For words, like seed, shall root and rise,
To yield a harvest, foul or wise.
II. The Unchained Word
Let words erupt, let silence break,
For meaning lives in what we make.
A reckless phrase, untrained, un-wrought,
built more worlds than those well-thought,
Let metaphors grow fierce and wide
Let language shift, let rhythms ride.
For words aren’t chains or weights to bear—
They set us loose, they dare, they dare!
III. The Balance of Beauty and Truth
Let beauty shine, but not deceive,
Lest gilded lies make fools believe.
For truth alone gives words their might,
A candle’s flame, a sword of light.
The rhyme may dance, the meter sing,
Yet hollow verse is withering.
A poet’s task is first to teach,
And not mere admiration reach.
III. The Art of Illusion
Truth has its place, but so does dream,
Not all things are just what they seem.
For beauty bends, and lies delight,
And sometimes wrong still feels like right.
Let rhyme enchant, let rhythm shine,
Let nonsense breathe in every line.
A poet’s job is not to teach,
But make us feel the heart to breach.
IV. The Moral Law in Verse
Who sings of virtue, let him live,
For words alone no merit give.
No man may preach of righteous ways,
Then walk himself in sin’s malaise.
For judgment waits on every scribe,
Each pen and scroll, each verse inscribed.
And God, who sees both deed and thought,
Shall weigh the lessons poets taught.
IV. The Unruly Poet
Must every poet live their song?
Who gets to say what’s right—what’s wrong?

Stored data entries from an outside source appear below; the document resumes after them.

use thiserror::Error;

#[derive(Debug, Error)]
pub enum ModemError {
    #[error("Payload exceeds 255 bytes")]
    PayloadTooLong,

    #[error("Payload contains non-ASCII characters")]
    NonAsciiPayload,

    #[error("Bit value must be 0 or 1, got {0}")]
    InvalidBitValue(u8),

    #[error("Preamble and sync word not found")]
    SyncNotFound,

    #[error("Receive timed out")]
    Timeout,

    #[error("Audio source error: {0}")]
    AudioSource(String),
}

pub type Result<T> = std::result::Result<T, ModemError>;
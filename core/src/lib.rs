//! AFSK text modem library for half-duplex acoustic messaging
//!
//! Binary FSK at 300 baud with Goertzel tone detection, a preamble + sync
//! word framing layer, and CRC-16-CCITT payload integrity.

use std::time::Duration;

pub mod controller;
pub mod decoder;
pub mod encoder;
pub mod error;
pub mod framing;
pub mod fsk;
pub mod goertzel;
pub mod receiver;
pub mod sync;

pub use controller::{AudioSink, Command, HalfDuplexController, ModemState, SessionReport};
pub use decoder::Decoder;
pub use encoder::Encoder;
pub use error::{ModemError, Result};
pub use framing::{DecodeStatus, DecodedPacket};
pub use fsk::BitOutcome;
pub use receiver::{AudioSource, StreamingReceiver};

// Channel configuration constants
pub const SAMPLE_RATE: usize = 8000;
pub const BAUD_RATE: usize = 300;

/// Samples per bit window. The 8000/300 ratio is not exact; the window
/// length is the truncated quotient, fixed for the life of the session.
pub const SAMPLES_PER_BIT: usize = SAMPLE_RATE / BAUD_RATE; // 26

/// Space frequency in Hz. 2200 Hz carries bit 0.
pub const FREQ_ZERO: f32 = 2200.0;

/// Mark frequency in Hz. 1200 Hz carries bit 1.
pub const FREQ_ONE: f32 = 1200.0;

/// Peak tone amplitude, -3 dBFS relative to full scale.
pub const TONE_AMPLITUDE: f32 = 0.707;

// Framing constants
pub const PREAMBLE_BYTE: u8 = 0xAA;
pub const PREAMBLE_LEN: usize = 4;
pub const SYNC_WORD: u16 = 0x2DD4;

/// Maximum payload length in bytes (the length field is a single byte).
pub const MAX_PAYLOAD_SIZE: usize = 255;

// Receive loop configuration
pub const RX_CHUNK_SAMPLES: usize = SAMPLES_PER_BIT * 4;
pub const RX_TIMEOUT: Duration = Duration::from_secs(10);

The world is flawed, yet still, we write,
Not just of good, but loss and fight.
Who dares to judge what poets tell?
The righteous fall, the sinners sell.
And if there’s justice, let it be—
But don’t demand it here from me.
V. The Consequence of Thought and Deed
What tale thou tell’st, be wise, beware—
Lest folly spread to unaware.
For jest may charm, and wit may glow,
Yet lead a soul where none should go.
The wicked scribe who twists the right,
Shall answer in the coming night.
Yet he who writes with honest hand,
Shall build on rock, shall firmly stand.
V. The Power of Storytelling
What tale is false, what tale is true?
What harm in words, what wrong may brew?
For laughter heals, for mockery saves,
For satire cuts, for fiction raves.
A poet’s hand may twist and turn,
But who decides what words will burn?
If fear of fire could shut us down…
No! Let the poet wear the crown.
VI. The Eternal Song
The poet’s gift is more than fame,
More than the world’s uncertain claim.
They serve a cause, both just and high,
To point toward God, to lift the eye.
For words may pass, and tongues may cease,
Yet truth shall stand, and bring release.
Write, then, with wisdom, bold and true,
And let thy verse thy soul renew.
VI. The Poet’s Legacy
The poet’s work is not to bow,
Not serve the past, nor save the now.
We write to break, we write to stir,
We write to make the new occur.
For words may last or fade away,
But we are here to disobey.
So write with fire, wild and free,
Let our words break chains, just be.